> WORK INSTRUCTIONS: Would you please transcribe, exactly as written, the lines of the entries below starting at the one that holds "self.readings_submitted as f64" and ending at the one that holds "pub fn print_summary(&self)", both included?

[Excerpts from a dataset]
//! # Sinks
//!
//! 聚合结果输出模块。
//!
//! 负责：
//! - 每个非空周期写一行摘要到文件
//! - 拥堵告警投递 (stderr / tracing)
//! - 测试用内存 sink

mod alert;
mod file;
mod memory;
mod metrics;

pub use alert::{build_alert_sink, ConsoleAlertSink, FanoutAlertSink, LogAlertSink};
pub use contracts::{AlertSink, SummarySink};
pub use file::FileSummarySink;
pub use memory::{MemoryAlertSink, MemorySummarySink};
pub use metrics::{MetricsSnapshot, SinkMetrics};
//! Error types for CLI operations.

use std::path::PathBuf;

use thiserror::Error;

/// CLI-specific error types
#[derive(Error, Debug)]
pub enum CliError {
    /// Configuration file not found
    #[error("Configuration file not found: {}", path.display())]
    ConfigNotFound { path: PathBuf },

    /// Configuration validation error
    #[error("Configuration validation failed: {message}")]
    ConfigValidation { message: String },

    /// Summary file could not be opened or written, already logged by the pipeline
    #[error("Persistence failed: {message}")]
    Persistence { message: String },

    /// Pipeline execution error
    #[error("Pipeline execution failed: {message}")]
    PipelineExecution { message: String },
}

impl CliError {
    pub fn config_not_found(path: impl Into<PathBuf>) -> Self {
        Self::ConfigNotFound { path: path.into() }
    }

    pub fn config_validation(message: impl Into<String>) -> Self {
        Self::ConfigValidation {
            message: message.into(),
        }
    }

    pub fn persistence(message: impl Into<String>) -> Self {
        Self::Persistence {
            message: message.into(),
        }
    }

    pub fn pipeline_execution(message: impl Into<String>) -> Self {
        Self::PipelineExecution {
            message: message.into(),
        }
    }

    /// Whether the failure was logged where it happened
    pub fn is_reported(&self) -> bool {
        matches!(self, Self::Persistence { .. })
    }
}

---

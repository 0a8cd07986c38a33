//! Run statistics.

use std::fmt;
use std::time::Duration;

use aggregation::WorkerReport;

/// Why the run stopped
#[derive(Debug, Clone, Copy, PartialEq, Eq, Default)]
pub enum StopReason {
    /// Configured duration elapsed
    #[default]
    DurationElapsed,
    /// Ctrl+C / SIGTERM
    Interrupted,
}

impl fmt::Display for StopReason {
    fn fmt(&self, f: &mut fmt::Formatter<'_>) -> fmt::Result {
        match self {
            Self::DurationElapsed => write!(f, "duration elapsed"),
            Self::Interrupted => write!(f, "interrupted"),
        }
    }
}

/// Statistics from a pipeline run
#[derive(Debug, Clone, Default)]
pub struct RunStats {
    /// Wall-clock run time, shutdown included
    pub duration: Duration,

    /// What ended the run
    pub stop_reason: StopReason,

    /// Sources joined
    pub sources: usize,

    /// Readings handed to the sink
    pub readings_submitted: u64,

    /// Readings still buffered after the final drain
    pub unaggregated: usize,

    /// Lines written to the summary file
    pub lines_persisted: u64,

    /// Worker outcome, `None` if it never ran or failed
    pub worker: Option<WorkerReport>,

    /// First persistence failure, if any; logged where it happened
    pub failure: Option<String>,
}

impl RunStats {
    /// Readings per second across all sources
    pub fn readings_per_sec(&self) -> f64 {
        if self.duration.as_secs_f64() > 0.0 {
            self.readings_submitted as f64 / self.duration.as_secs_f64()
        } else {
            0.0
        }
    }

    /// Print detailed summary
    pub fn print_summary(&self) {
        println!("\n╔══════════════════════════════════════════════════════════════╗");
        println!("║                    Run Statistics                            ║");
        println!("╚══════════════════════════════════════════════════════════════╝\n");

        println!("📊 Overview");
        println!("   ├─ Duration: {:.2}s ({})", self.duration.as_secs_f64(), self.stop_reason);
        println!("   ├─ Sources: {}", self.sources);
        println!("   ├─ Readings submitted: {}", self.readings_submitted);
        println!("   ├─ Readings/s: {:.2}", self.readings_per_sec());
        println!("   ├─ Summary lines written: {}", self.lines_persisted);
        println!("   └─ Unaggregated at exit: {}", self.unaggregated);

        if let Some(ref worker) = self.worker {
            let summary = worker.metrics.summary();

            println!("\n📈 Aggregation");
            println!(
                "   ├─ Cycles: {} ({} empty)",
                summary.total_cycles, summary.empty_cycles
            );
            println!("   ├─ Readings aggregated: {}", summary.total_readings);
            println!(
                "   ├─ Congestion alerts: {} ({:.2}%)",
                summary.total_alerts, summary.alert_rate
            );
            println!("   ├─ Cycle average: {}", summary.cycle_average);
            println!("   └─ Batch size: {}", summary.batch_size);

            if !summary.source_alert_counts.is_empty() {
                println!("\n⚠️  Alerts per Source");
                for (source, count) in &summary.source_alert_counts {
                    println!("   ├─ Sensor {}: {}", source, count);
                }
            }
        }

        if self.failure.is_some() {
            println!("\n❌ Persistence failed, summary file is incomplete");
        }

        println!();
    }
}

> SOLUTION TO THIS EXERCISE:
            self.readings_submitted as f64 / self.duration.as_secs_f64()
        } else {
            0.0
        }
    }

    /// Print detailed summary
    pub fn print_summary(&self) {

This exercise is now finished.